S comme Sionisme (y a-t-il une question sioniste?)


« Qu’est-ce qu’un sioniste ?

C’est un juif qui en paye un deuxième pour qu’un troisième aille s’installer en Palestine. »

Blague juive


« Échangerais un peu d’histoire contre un peu de géographie. »

Autre blague juive

 

Je voudrais dans le cadre court de ces billets formuler quelques remarques qui ne sont pas spécialement originales sur le fond : tout esprit raisonnable et non aveuglé par la passion arrivera sans doute aux idées que je formule abruptement comme deux thèses pour me plier à la « règle du jeu » du blog.

Thèse n°1 : d’un point de vue politique concret et réaliste, il n’y a pas, pour l’essentiel et pour le moment, de question sioniste. Il y a en revanche une question palestinienne qui est celle du devenir concret de la population palestinienne de Gaza et de Cisjordanie.

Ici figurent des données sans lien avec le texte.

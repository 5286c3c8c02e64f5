#[cfg(feature = "trace")]
use std::path::Path;
#[cfg(feature = "trace")]
use std::sync::Once;

#[cfg(feature = "trace")]
static INIT: Once = Once::new();

#[cfg(feature = "trace")]
pub fn init_tracing(log_dir: &Path) {
    INIT.call_once(|| {
        let file_appender = tracing_appender::rolling::never(log_dir, "tapkey-trace.jsonl");
        let (non_blocking, guard) = tracing_appender::non_blocking(file_appender);
        std::mem::forget(guard); // lives as long as the input method service

        tracing_subscriber::fmt()
            .json()
            .with_writer(non_blocking)
            .with_target(true)
            .with_span_events(tracing_subscriber::fmt::format::FmtSpan::CLOSE)
            .with_env_filter(
                tracing_subscriber::EnvFilter::try_from_default_env().unwrap_or_else(|_| {
                    tracing_subscriber::EnvFilter::new("tap_engine=debug,tap_core=debug,tap_session=debug")
                }),
            )
            .init();
    });
}

#[cfg(not(feature = "trace"))]
pub fn init_tracing(_log_dir: &std::path::Path) {}
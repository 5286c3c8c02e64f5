//! Active modifier keys (shift, ctrl, locks, ...) shared between the
//! executor and the UI.
//!
//! The state is a bitmask of Android `META_*` flags plus a use-once flag.
//! Every mutation notifies subscribed observers with the new snapshot; the
//! notification runs after the state lock is released, so an observer may
//! read or even change the state again.

use std::sync::atomic::{AtomicU64, Ordering};
use std::sync::{Arc, Mutex, PoisonError, RwLock};

use tracing::debug;

/// Point-in-time view of the modifier state.
#[derive(Debug, Clone, Copy, Default, PartialEq, Eq)]
pub struct ModifierSnapshot {
    /// OR of active `keys::meta` flags.
    pub bits: i32,
    /// Clear every modifier after the next typed key.
    pub use_once: bool,
}

impl ModifierSnapshot {
    pub fn contains(&self, flag: i32) -> bool {
        self.bits & flag == flag
    }

    pub fn is_empty(&self) -> bool {
        self.bits == 0
    }
}

pub trait ModifierObserver: Send + Sync {
    fn on_modifiers_changed(&self, snapshot: ModifierSnapshot);
}

impl<F> ModifierObserver for F
where
    F: Fn(ModifierSnapshot) + Send + Sync,
{
    fn on_modifiers_changed(&self, snapshot: ModifierSnapshot) {
        self(snapshot)
    }
}

/// Returned by [`ModifierState::subscribe`]; pass to `unsubscribe`.
#[derive(Debug, Clone, Copy, PartialEq, Eq, Hash)]
pub struct ObserverId(u64);

#[derive(Default)]
pub struct ModifierState {
    state: RwLock<ModifierSnapshot>,
    observers: Mutex<Vec<(ObserverId, Arc<dyn ModifierObserver>)>>,
    next_id: AtomicU64,
}

impl ModifierState {
    pub fn new() -> Self {
        Self::default()
    }

    pub fn snapshot(&self) -> ModifierSnapshot {
        *self.state.read().unwrap_or_else(PoisonError::into_inner)
    }

    pub fn bits(&self) -> i32 {
        self.snapshot().bits
    }

    pub fn use_once(&self) -> bool {
        self.snapshot().use_once
    }

    /// OR `flags` into the active set and replace the use-once flag.
    pub fn activate(&self, flags: i32, use_once: bool) {
        self.update(|s| {
            s.bits |= flags;
            s.use_once = use_once;
        });
    }

    /// Replace the active set and use-once flag.
    pub fn set(&self, flags: i32, use_once: bool) {
        self.update(|s| {
            s.bits = flags;
            s.use_once = use_once;
        });
    }

    pub fn reset(&self) {
        self.set(0, false);
    }

    /// Flip `flags`, leaving the use-once flag alone.
    pub fn toggle(&self, flags: i32) {
        self.update(|s| s.bits ^= flags);
    }

    pub fn subscribe(&self, observer: Arc<dyn ModifierObserver>) -> ObserverId {
        let id = ObserverId(self.next_id.fetch_add(1, Ordering::Relaxed));
        self.observers
            .lock()
            .unwrap_or_else(PoisonError::into_inner)
            .push((id, observer));
        id
    }

    /// Returns false if `id` was not subscribed.
    pub fn unsubscribe(&self, id: ObserverId) -> bool {
        let mut observers = self.observers.lock().unwrap_or_else(PoisonError::into_inner);
        let before = observers.len();
        observers.retain(|(oid, _)| *oid != id);
        observers.len() != before
    }

    fn update(&self, f: impl FnOnce(&mut ModifierSnapshot)) {
        let snapshot = {
            let mut state = self.state.write().unwrap_or_else(PoisonError::into_inner);
            f(&mut state);
            *state
        };
        debug!(
            bits = format_args!("{:#x}", snapshot.bits),
            use_once = snapshot.use_once,
            "modifiers changed"
        );
        self.notify(snapshot);
    }

    fn notify(&self, snapshot: ModifierSnapshot) {
        let observers: Vec<Arc<dyn ModifierObserver>> = self
            .observers
            .lock()
            .unwrap_or_else(PoisonError::into_inner)
            .iter()
            .map(|(_, o)| Arc::clone(o))
            .collect();
        for observer in observers {
            observer.on_modifiers_changed(snapshot);
        }
    }
}

#[cfg(test)]
mod tests {
    use super::*;
    use crate::keys::meta;

    fn recorder(state: &ModifierState) -> (ObserverId, Arc<Mutex<Vec<ModifierSnapshot>>>) {
        let seen = Arc::new(Mutex::new(Vec::new()));
        let sink = Arc::clone(&seen);
        let id = state.subscribe(Arc::new(move |s: ModifierSnapshot| {
            sink.lock().unwrap().push(s);
        }));
        (id, seen)
    }

    #[test]
    fn starts_empty() {
        let state = ModifierState::new();
        assert_eq!(state.snapshot(), ModifierSnapshot::default());
        assert!(state.snapshot().is_empty());
    }

    #[test]
    fn activate_ors_and_replaces_use_once() {
        let state = ModifierState::new();
        state.activate(meta::SHIFT_ON, true);
        state.activate(meta::CTRL_ON, false);
        let s = state.snapshot();
        assert!(s.contains(meta::SHIFT_ON | meta::CTRL_ON));
        assert!(!s.use_once);
    }

    #[test]
    fn toggle_flips_and_keeps_use_once() {
        let state = ModifierState::new();
        state.activate(meta::ALT_ON, true);
        state.toggle(meta::CAPS_LOCK_ON);
        assert_eq!(state.bits(), meta::ALT_ON | meta::CAPS_LOCK_ON);
        assert!(state.use_once());
        state.toggle(meta::CAPS_LOCK_ON);
        assert_eq!(state.bits(), meta::ALT_ON);
    }

    #[test]
    fn set_and_reset() {
        let state = ModifierState::new();
        state.set(meta::META_ON, true);
        assert_eq!(
            state.snapshot(),
            ModifierSnapshot {
                bits: meta::META_ON,
                use_once: true
            }
        );
        state.reset();
        assert_eq!(state.snapshot(), ModifierSnapshot::default());
    }

    #[test]
    fn observers_see_every_change() {
        let state = ModifierState::new();
        let (_, seen) = recorder(&state);
        state.toggle(meta::SHIFT_ON);
        state.reset();
        let seen = seen.lock().unwrap();
        assert_eq!(seen.len(), 2);
        assert_eq!(seen[0].bits, meta::SHIFT_ON);
        assert_eq!(seen[1].bits, 0);
    }

    #[test]
    fn unsubscribe_stops_notifications() {
        let state = ModifierState::new();
        let (id, seen) = recorder(&state);
        assert!(state.unsubscribe(id));
        assert!(!state.unsubscribe(id));
        state.toggle(meta::SHIFT_ON);
        assert!(seen.lock().unwrap().is_empty());
    }

    #[test]
    fn observer_may_reenter() {
        let state = Arc::new(ModifierState::new());
        let inner = Arc::clone(&state);
        let reads = Arc::new(Mutex::new(Vec::new()));
        let reads_sink = Arc::clone(&reads);
        state.subscribe(Arc::new(move |_: ModifierSnapshot| {
            reads_sink.lock().unwrap().push(inner.bits());
        }));
        state.toggle(meta::CTRL_ON);
        assert_eq!(*reads.lock().unwrap(), vec![meta::CTRL_ON]);
    }
}
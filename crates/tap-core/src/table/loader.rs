//! Building `TapMaps` from CSV map files.
//!
//! Each source is keyed `MAPNAME_N`: its rows fill tap-count slot `N` of map
//! `MAPNAME`. Bundled sources are registered first; a user source with the
//! same key replaces the bundled one outright.

use std::collections::{BTreeMap, HashMap};
use std::fmt;
use std::fs;
use std::io;
use std::path::{Path, PathBuf};

use serde::Deserialize;
use tracing::{debug, debug_span, warn};

use super::{is_blank, CommandList, CommandLists, PatternMap, TableError, TapMaps};
use crate::pattern::{self, TapPattern};

const BUILTIN_SOURCES: &[(&str, &str)] = &[
    ("DEFAULT_1", include_str!("../../maps/DEFAULT_1.csv")),
    ("DEFAULT_2", include_str!("../../maps/DEFAULT_2.csv")),
    ("DEFAULT_3", include_str!("../../maps/DEFAULT_3.csv")),
    ("SHIFTMAP_1", include_str!("../../maps/SHIFTMAP_1.csv")),
    ("SWITCHMAP_1", include_str!("../../maps/SWITCHMAP_1.csv")),
];

/// The bundled `(key, csv)` sources, in load order.
pub fn builtin_sources() -> &'static [(&'static str, &'static str)] {
    BUILTIN_SOURCES
}

#[derive(Debug, thiserror::Error)]
pub enum LoadError {
    #[error("IO error reading {}: {source}", path.display())]
    Io {
        path: PathBuf,
        #[source]
        source: io::Error,
    },
    #[error("invalid map source name {0:?}: expected MAPNAME_N with N in 1-32, e.g. DEFAULT_1")]
    InvalidSlotKey(String),
    #[error(transparent)]
    Table(#[from] TableError),
}

/// What to do with empty entries left between populated ones.
#[derive(Debug, Clone, Copy, Default, PartialEq, Eq, Deserialize)]
#[serde(rename_all = "lowercase")]
pub enum EmptySlotPolicy {
    /// Keep an empty placeholder so later entries keep their tap count.
    #[default]
    Aligned,
    /// Drop empty entries and shift later ones down a tap count.
    Compact,
}

/// Highest tap count a map source may bind. Keeps a file name like
/// `DEFAULT_4000000000` from sizing the slot lists.
pub const MAX_SLOT: usize = 32;

/// A parsed `MAPNAME_N` key.
#[derive(Debug, Clone, PartialEq, Eq)]
pub struct SlotKey {
    pub map: String,
    /// 1-based tap count.
    pub slot: usize,
}

/// Split `MAPNAME_N` at its last underscore.
pub fn parse_slot_key(key: &str) -> Result<SlotKey, LoadError> {
    let invalid = || LoadError::InvalidSlotKey(key.to_string());
    let (map, slot) = key.rsplit_once('_').ok_or_else(invalid)?;
    if map.is_empty() {
        return Err(invalid());
    }
    let slot: usize = slot.parse().map_err(|_| invalid())?;
    if slot == 0 || slot > MAX_SLOT {
        return Err(invalid());
    }
    Ok(SlotKey {
        map: map.to_string(),
        slot,
    })
}

/// A problem that was logged and skipped while loading.
#[derive(Debug, Clone, PartialEq, Eq)]
pub enum LoadWarning {
    SkippedRow {
        source: String,
        line: u64,
        reason: String,
    },
    InvalidSlotKey(String),
    EmptySlotBeforeEntry {
        map: String,
        pattern: TapPattern,
        slot: usize,
    },
}

impl fmt::Display for LoadWarning {
    fn fmt(&self, f: &mut fmt::Formatter<'_>) -> fmt::Result {
        match self {
            LoadWarning::SkippedRow {
                source,
                line,
                reason,
            } => write!(f, "{source}:{line}: row skipped: {reason}"),
            LoadWarning::InvalidSlotKey(key) => {
                write!(f, "{key}: not a MAPNAME_N source, ignored")
            }
            LoadWarning::EmptySlotBeforeEntry { map, pattern, slot } => write!(
                f,
                "{map}: pattern {pattern} has an empty tap-count {slot} before a populated one"
            ),
        }
    }
}

/// Rows of one source file, pattern → command list.
pub type PatternRows = BTreeMap<TapPattern, CommandList>;

/// Parse one map file. Rows with a bad pattern are reported and skipped.
pub fn parse_map_csv(content: &str) -> (PatternRows, Vec<(u64, String)>) {
    let mut rows = PatternRows::new();
    let mut skipped = Vec::new();

    let mut reader = csv::ReaderBuilder::new()
        .has_headers(false)
        .flexible(true)
        .comment(Some(b'#'))
        .from_reader(content.as_bytes());

    for result in reader.records() {
        let record = match result {
            Ok(record) => record,
            Err(e) => {
                let line = e.position().map(|p| p.line()).unwrap_or(0);
                skipped.push((line, e.to_string()));
                continue;
            }
        };
        let line = record.position().map(|p| p.line()).unwrap_or(0);
        let Some(field) = record.get(0) else {
            continue;
        };
        match pattern::decode(field.trim()) {
            Ok(p) => {
                let commands: CommandList = record.iter().skip(1).map(str::to_string).collect();
                rows.insert(p, commands);
            }
            Err(e) => skipped.push((line, e.to_string())),
        }
    }

    (rows, skipped)
}

/// Collects map sources and merges them into `TapMaps`.
pub struct MapBuilder {
    sources: BTreeMap<String, PatternRows>,
    policy: EmptySlotPolicy,
    warnings: Vec<LoadWarning>,
}

impl MapBuilder {
    pub fn new(policy: EmptySlotPolicy) -> Self {
        Self {
            sources: BTreeMap::new(),
            policy,
            warnings: Vec::new(),
        }
    }

    /// A builder pre-loaded with the bundled maps.
    pub fn with_builtins(policy: EmptySlotPolicy) -> Self {
        let mut builder = Self::new(policy);
        for (key, content) in builtin_sources() {
            builder.add_source(key, content);
        }
        builder
    }

    /// Parse `content` as source `key`, replacing any source with that key.
    pub fn add_source(&mut self, key: &str, content: &str) {
        let (rows, skipped) = parse_map_csv(content);
        for (line, reason) in skipped {
            warn!(source = key, line, %reason, "skipping map row");
            self.warnings.push(LoadWarning::SkippedRow {
                source: key.to_string(),
                line,
                reason,
            });
        }
        if self.sources.insert(key.to_string(), rows).is_some() {
            debug!(source = key, "replacing earlier source");
        }
    }

    /// Add every `*.csv` file in `dir`, keyed by file stem.
    ///
    /// A missing directory adds nothing. Returns the number of files added.
    pub fn add_dir(&mut self, dir: &Path) -> Result<usize, LoadError> {
        let files = load_map_dir(dir)?;
        let count = files.len();
        for (key, content) in files {
            self.add_source(&key, &content);
        }
        Ok(count)
    }

    pub fn warnings(&self) -> &[LoadWarning] {
        &self.warnings
    }

    /// Merge all sources and prune empty entries.
    pub fn build_maps(&mut self) -> HashMap<String, PatternMap> {
        let _span = debug_span!("build_maps", sources = self.sources.len()).entered();

        let mut merged: BTreeMap<String, BTreeMap<TapPattern, CommandLists>> = BTreeMap::new();
        for (key, rows) in &self.sources {
            let slot_key = match parse_slot_key(key) {
                Ok(k) => k,
                Err(e) => {
                    warn!(source = %key, "{e}");
                    self.warnings.push(LoadWarning::InvalidSlotKey(key.clone()));
                    continue;
                }
            };
            let map = merged.entry(slot_key.map).or_default();
            for (pattern, commands) in rows {
                let lists = map.entry(*pattern).or_default();
                if lists.len() < slot_key.slot {
                    lists.resize(slot_key.slot, CommandList::new());
                }
                lists[slot_key.slot - 1] = commands.clone();
            }
        }

        let mut maps = HashMap::with_capacity(merged.len());
        for (name, mut entries) in merged {
            entries.retain(|pattern, lists| {
                prune_lists(&name, *pattern, lists, self.policy, &mut self.warnings);
                if lists.is_empty() {
                    debug!(map = %name, %pattern, "no command lists left, dropping pattern");
                }
                !lists.is_empty()
            });
            debug!(map = %name, patterns = entries.len(), "map built");
            maps.insert(name, PatternMap::new(entries));
        }
        maps
    }

    /// Merge, prune and activate the `DEFAULT` map.
    pub fn build(mut self) -> Result<TapMaps, LoadError> {
        let maps = self.build_maps();
        Ok(TapMaps::new(maps)?)
    }
}

fn prune_lists(
    map: &str,
    pattern: TapPattern,
    lists: &mut CommandLists,
    policy: EmptySlotPolicy,
    warnings: &mut Vec<LoadWarning>,
) {
    for list in lists.iter_mut() {
        if is_blank(list) {
            list.clear();
        }
    }

    // An empty slot followed by a populated one changes what tap count
    // selects the later entry under compaction; report it either way.
    let last_populated = lists.iter().rposition(|l| !l.is_empty());
    if let Some(last) = last_populated {
        for (i, list) in lists[..last].iter().enumerate() {
            if list.is_empty() {
                warn!(map, %pattern, slot = i + 1, "empty command list before a populated one");
                warnings.push(LoadWarning::EmptySlotBeforeEntry {
                    map: map.to_string(),
                    pattern,
                    slot: i + 1,
                });
            }
        }
    }

    match policy {
        EmptySlotPolicy::Aligned => lists.truncate(last_populated.map_or(0, |last| last + 1)),
        EmptySlotPolicy::Compact => lists.retain(|l| !l.is_empty()),
    }
}

/// Read every `*.csv` file in `dir` as `(file stem, content)`, sorted by name.
pub fn load_map_dir(dir: &Path) -> Result<Vec<(String, String)>, LoadError> {
    if !dir.is_dir() {
        debug!(dir = %dir.display(), "no user map directory");
        return Ok(Vec::new());
    }
    let io_err = |path: &Path| {
        let path = path.to_path_buf();
        move |source| LoadError::Io { path, source }
    };

    let mut paths = Vec::new();
    for entry in fs::read_dir(dir).map_err(io_err(dir))? {
        let path = entry.map_err(io_err(dir))?.path();
        let is_csv = path
            .extension()
            .and_then(|e| e.to_str())
            .is_some_and(|e| e.eq_ignore_ascii_case("csv"));
        if is_csv && path.is_file() {
            paths.push(path);
        }
    }
    paths.sort();

    let mut files = Vec::with_capacity(paths.len());
    for path in paths {
        let Some(stem) = path.file_stem().and_then(|s| s.to_str()) else {
            continue;
        };
        let content = fs::read_to_string(&path).map_err(io_err(&path))?;
        debug!(file = %path.display(), "loaded user map file");
        files.push((stem.to_string(), content));
    }
    Ok(files)
}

Thèse n°2 : d’un point de vue idéologique, imaginaire, il y a une question sioniste. Les « débats autour de cette question » se cristallisent dans un courant « antisioniste » qui infuse plus ou moins consciemment une partie de l’opinion publique internationale.

 

Je reprends la thèse n°1 : il n’est pas question d’esquisser ici, même brièvement, une histoire du sionisme[1], mais de dresser un constat : l’État d’Israël qui était finalement le principal but politique du sionisme existe depuis 64 ans. C’est suffisamment de temps pour qu’un grand nombre de générations « sabras » l’aient façonné et aient été façonnées par lui. De telle sorte que, quoi qu’on en pense ou on en dise, l’immense majorité des Juifs d’Israël n’envisage pas une seule seconde que cet État en tant qu’État juif cesse d’exister. Ce serait aussi absurde que de croire qu’après 50 d’existence la majorité des Algériens envisagent que leur État indépendant en tant qu’État des Algériens cesse d’exister. Les questions qui se posent concrètement aux Israéliens (Juifs et Arabes), et ce n’est pas nouveau, concernent le devenir de leur État (comme pour tous les citoyens de tous les États du monde) : ces citoyens ont, depuis la fondation de l’État, des querelles d’une vivacité mal connue en Europe (un véritable Kulturkampf) sur la place de la religion dans la vie publique. D’où les percées récurrentes à toutes les élections israéliennes de partis « ultra laïques » juifs de gauche ou de droite, qui contestent le pouvoir dans le pays des religieux et des partis religieux. Bien entendu, lesdits citoyens sont aussi en conflit sur la situation palestinienne, la poursuite de la colonisation et le problème des frontières, la crise économique... À l’heure actuelle, le quasi  gouvernement d’union nationale produit les méfaits qu’on peut généralement attendre de cette sorte de gouvernement, passés les six premiers mois, dont celui d’empêcher l’émergence d’une plate-forme politique d’opposition raisonnable : ainsi se maintient un statu quo « dynamique » c’est à dire la poursuite de la colonisation des territoires cisjordaniens tout particulièrement à Jérusalem-est.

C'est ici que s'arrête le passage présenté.